Loathe as I am to lazily make comparisons, Capy did so first. Super Time Force is exactly as advertised: Braid meets Contra wish a dash of cartoony approach to time-travel. The result is just as spectacularly stupid and spectacularly good as you'd expect from such a description, with an added dash of think-y fun formed by layering multiple reality loops. Sounds bananacakes? Well, it is. And it's great.
Super Time Force is a quirky mix of good, old-fashioned shooting fun, blended with more than a pinch of thinking power – but it proves to be a perfect combination.
Overall, Super Time Force is "Super Timely Fun!". Gunning and running and meeting up with your past selves to cause as much destruction as you can.

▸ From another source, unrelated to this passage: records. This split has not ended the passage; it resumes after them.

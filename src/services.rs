pub mod auth;
pub mod check_service;
pub mod document_service;
pub mod expense_service;
pub mod inventory_service;
pub mod lease_service;
pub mod payment_service;
pub mod stall_service;
pub mod tenant_service;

That goofiness belies what is ultimately a showcase for Capybara's serious game design chops.
Super Time Force delivers the depth of Braid with the intense SHMUP satisfaction of an old-school run and gunner, letting you assemble a ridiculous army of skateboarding dinosaurs and Uzi dolphins by abusing time paradoxes. Something we don't get to write often enough.

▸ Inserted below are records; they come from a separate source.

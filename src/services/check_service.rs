// src/services/check_service.rs

use chrono::Utc;
use rust_decimal::Decimal;

use crate::{
    common::error::AppError,
    db::{RecordRepository, Store, Transaction},
    models::finance::{
        ApprovalHistoryEntry, CheckRelease, CheckRequest, CheckRequestStatus, CreateCheckRequestPayload,
        Expense, ExpensePaymentStatus, ReleasedCheck,
    },
};

/// Primeiro número de cheque emitido (`000123`).
const FIRST_CHECK_NUMBER: u64 = 123;

#[derive(Clone)]
pub struct CheckService {
    store: Store,
    requests: RecordRepository<CheckRequest>,
    releases: RecordRepository<CheckRelease>,
    expenses: RecordRepository<Expense>,
}

impl CheckService {
    pub fn new(store: Store) -> Self {
        Self {
            requests: RecordRepository::new(store.clone()),
            releases: RecordRepository::new(store.clone()),
            expenses: RecordRepository::new(store.clone()),
            store,
        }
    }

    pub async fn list_requests(&self) -> Result<Vec<CheckRequest>, AppError> {
        self.requests.list().await
    }

    pub async fn list_releases(&self) -> Result<Vec<CheckRelease>, AppError> {
        self.releases.list().await
    }

    pub async fn create_request(&self, payload: CreateCheckRequestPayload) -> Result<CheckRequest, AppError> {
        let mut missing = Vec::new();
        if payload.payee.trim().is_empty() {
            missing.push("payee".to_string());
        }
        if payload.amount.is_none() {
            missing.push("amount".to_string());
        }
        if payload.purpose.trim().is_empty() {
            missing.push("purpose".to_string());
        }
        if !missing.is_empty() {
            return Err(AppError::MissingFields(missing));
        }

        let amount = payload.amount.unwrap_or_default();
        if amount <= Decimal::ZERO {
            return Err(AppError::InvalidInput("Please enter a valid amount.".into()));
        }

        let mut tx = self.store.begin().await;
        let request = self
            .create_request_in(&mut tx, payload.payee.trim(), amount, payload.purpose.trim(), None)
            .await?;
        tx.commit().await?;
        Ok(request)
    }

    /// Usado também pelo fluxo de despesas, dentro da transação dele.
    pub async fn create_request_in(
        &self,
        tx: &mut Transaction,
        payee: &str,
        amount: Decimal,
        purpose: &str,
        expense_id: Option<String>,
    ) -> Result<CheckRequest, AppError> {
        let request = CheckRequest {
            id: String::new(),
            date: Some(Utc::now().date_naive()),
            payee: payee.to_string(),
            amount,
            purpose: purpose.to_string(),
            status: CheckRequestStatus::Pending,
            expense_id,
            decided_by: None,
            rejection_reason: None,
        };
        let request = self.requests.create(tx, request).await?;
        tracing::info!(request_id = %request.id, %amount, "Pedido de cheque registrado");
        Ok(request)
    }

    pub async fn approve(&self, id: &str, actor: &str) -> Result<CheckRequest, AppError> {
        let mut tx = self.store.begin().await;
        let request = self.approve_in(&mut tx, id, actor).await?;
        tx.commit().await?;
        Ok(request)
    }

    pub async fn approve_in(&self, tx: &mut Transaction, id: &str, actor: &str) -> Result<CheckRequest, AppError> {
        self.requests
            .update(tx, id, |request| {
                ensure_status(request, CheckRequestStatus::Pending, "approve")?;
                request.status = CheckRequestStatus::Approved;
                request.decided_by = Some(actor.to_string());
                Ok(())
            })
            .await
    }

    pub async fn reject(&self, id: &str, reason: &str, actor: &str) -> Result<CheckRequest, AppError> {
        let reason = reason.trim();
        if reason.is_empty() {
            return Err(AppError::InvalidInput("Please provide a reason for rejection.".into()));
        }

        let mut tx = self.store.begin().await;
        let request = self
            .requests
            .update(&mut tx, id, |request| {
                ensure_status(request, CheckRequestStatus::Pending, "reject")?;
                request.status = CheckRequestStatus::Rejected;
                request.decided_by = Some(actor.to_string());
                request.rejection_reason = Some(reason.to_string());
                Ok(())
            })
            .await?;
        tx.commit().await?;
        Ok(request)
    }

    pub async fn release(&self, id: &str, actor: &str) -> Result<ReleasedCheck, AppError> {
        let mut tx = self.store.begin().await;
        let released = self.release_in(&mut tx, id, actor).await?;
        tx.commit().await?;
        Ok(released)
    }

    /// Emite o cheque de um pedido aprovado. Se o pedido veio de uma despesa,
    /// ela é marcada como paga no mesmo lote.
    pub async fn release_in(&self, tx: &mut Transaction, id: &str, actor: &str) -> Result<ReleasedCheck, AppError> {
        let request = self
            .requests
            .update(tx, id, |request| {
                ensure_status(request, CheckRequestStatus::Approved, "release")?;
                request.status = CheckRequestStatus::Released;
                Ok(())
            })
            .await?;

        let existing = self.releases.list_in(tx).await?;
        let check_no = next_check_number(&existing);
        let today = Utc::now().date_naive();

        let release = self
            .releases
            .create(
                tx,
                CheckRelease {
                    id: String::new(),
                    request_id: request.id.clone(),
                    release_date: Some(today),
                    check_no: format!("{:06}", check_no),
                    payee: request.payee.clone(),
                    released_by: actor.to_string(),
                    amount: request.amount,
                },
            )
            .await?;

        let expense = match &request.expense_id {
            Some(expense_id) => self.mark_expense_paid(tx, expense_id, &release, actor).await?,
            None => None,
        };

        tracing::info!(request_id = %request.id, check_no = %release.check_no, "💸 Cheque liberado");
        Ok(ReleasedCheck { request, release, expense })
    }

    pub async fn delete_request(&self, id: &str, reason: &str, actor: &str) -> Result<CheckRequest, AppError> {
        let mut tx = self.store.begin().await;
        let removed = self.requests.delete(&mut tx, id, reason, actor).await?;
        tx.commit().await?;
        Ok(removed)
    }

    async fn mark_expense_paid(
        &self,
        tx: &mut Transaction,
        expense_id: &str,
        release: &CheckRelease,
        actor: &str,
    ) -> Result<Option<Expense>, AppError> {
        let known = self.expenses.list_in(tx).await?.iter().any(|e| e.id == expense_id);
        if !known {
            tracing::warn!(expense_id, "Despesa vinculada ao cheque não existe mais");
            return Ok(None);
        }

        let expense = self
            .expenses
            .update(tx, expense_id, |expense| {
                expense.payment_status = ExpensePaymentStatus::Paid;
                expense.check_release_date = release.release_date;
                expense.approval_history.push(ApprovalHistoryEntry {
                    action: "Check Released".into(),
                    status: ExpensePaymentStatus::Paid.label().into(),
                    timestamp: Some(Utc::now()),
                    user: actor.to_string(),
                    note: format!("Check {} released to {}", release.check_no, release.payee),
                });
                Ok(())
            })
            .await?;
        Ok(Some(expense))
    }
}

fn ensure_status(request: &CheckRequest, expected: CheckRequestStatus, action: &'static str) -> Result<(), AppError> {
    if request.status != expected {
        return Err(AppError::InvalidTransition {
            entity: "check request",
            id: request.id.clone(),
            status: request.status.label().to_string(),
            action,
        });
    }
    Ok(())
}

fn next_check_number(releases: &[CheckRelease]) -> u64 {
    releases
        .iter()
        .filter_map(|r| r.check_no.trim().parse::<u64>().ok())
        .max()
        .map_or(FIRST_CHECK_NUMBER, |n| n + 1)
}

#[cfg(test)]
mod tests {
    use super::*;

    fn payload(amount: i64) -> CreateCheckRequestPayload {
        CreateCheckRequestPayload {
            payee: "Meralco".into(),
            amount: Some(Decimal::from(amount)),
            purpose: "Electric bill".into(),
        }
    }

    #[tokio::test]
    async fn release_requires_approval_and_numbers_checks() {
        let service = CheckService::new(Store::in_memory());
        let first = service.create_request(payload(1200)).await.unwrap();
        let second = service.create_request(payload(800)).await.unwrap();

        let early = service.release(&first.id, "Executive").await;
        assert!(matches!(early, Err(AppError::InvalidTransition { .. })));

        service.approve(&first.id, "Manager").await.unwrap();
        service.approve(&second.id, "Manager").await.unwrap();
        let a = service.release(&first.id, "Executive").await.unwrap();
        let b = service.release(&second.id, "Executive").await.unwrap();

        assert_eq!(a.release.check_no, "000123");
        assert_eq!(b.release.check_no, "000124");
        assert_eq!(a.request.status, CheckRequestStatus::Released);
        assert!(a.expense.is_none());
        assert_eq!(service.list_releases().await.unwrap().len(), 2);
    }

    #[tokio::test]
    async fn create_validates_fields() {
        let service = CheckService::new(Store::in_memory());

        let err = service
            .create_request(CreateCheckRequestPayload {
                payee: "Meralco".into(),
                ..Default::default()
            })
            .await
            .unwrap_err();
        assert!(matches!(err, AppError::MissingFields(f) if f == vec!["amount", "purpose"]));

        let err = service.create_request(payload(-5)).await.unwrap_err();
        assert!(matches!(err, AppError::InvalidInput(_)));
    }

    #[tokio::test]
    async fn rejected_requests_cannot_be_released() {
        let service = CheckService::new(Store::in_memory());
        let request = service.create_request(payload(500)).await.unwrap();

        assert!(service.reject(&request.id, "", "Manager").await.is_err());
        let rejected = service.reject(&request.id, "Duplicate", "Manager").await.unwrap();
        assert_eq!(rejected.status, CheckRequestStatus::Rejected);

        assert!(service.approve(&request.id, "Manager").await.is_err());
        assert!(service.release(&request.id, "Executive").await.is_err());
        assert!(service.list_releases().await.unwrap().is_empty());
    }
}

In Super Time Force, the failures live on, but not as condemnations of my lack of skill. My sloppiness as a player is not useless. Seeing them all hopping around on the screen simultaneously, I realize: there can be grace in failure.
Super Time Force is a good shooter with some depth. The time manipulation gimmick works great for those who want to use brute force as well as those who want some strategy, though the latter won't be rewarded until the very end. It makes the well-worn genre feel fresh again, and even though the initial game can be short, the amount of secrets and the presence of further difficulty levels give the game some legs. The writing and humor may not be the title's strong suits, but with everything else running smoothly enough, it can easily be overlooked. For fans of the genre, Super Time Force is worth checking out.
As 'Super Time Force' slowly crawled towards its eventually release, I remember seeing a couple of different mechanical iterations during public showings. At one point, saving a team member was more integral to success, and at another you could only rewind a certain amount of time. For many developers, indie or otherwise, one solid idea seems enough as the foundation for an entire game, but that game eventually suffers for the lack of follow through. Capybara Games made no such mistake, toiling over the finer details, delaying as they needed, to ensure 'Super Time Force' fulfilled tenets of surprising depth and ludicrous fun in a small but dense package.
Super Time Force relies heavily on the chaos of its time-and-death mechanic to keep the players moving. The game doesn't always strike the sweet spot and stand out, but it did always leave me smiling as I would watch the replay of a level and all my characters swarming through, firing waves of bullets. For those who love are looking for an action-arcade shooter with a neat hook, Super Time Force offers a fair share of fun.
We aren't sure all of the design decisions work, but if you're into the concept, Commander Repeatski and crew are still assuredly worth hanging out with for a weekend or two.
It's been far too long since I've played a game for the sole purpose of enjoying the hell out of it.
Capybara has designed a devastatingly complex game that manages to feel wholly intuitive and approachable in practice; I just wish it explored more of its potential. If ever a game begged for a sequel to fully realize a great concept, Super T.I.M.E. Force is it.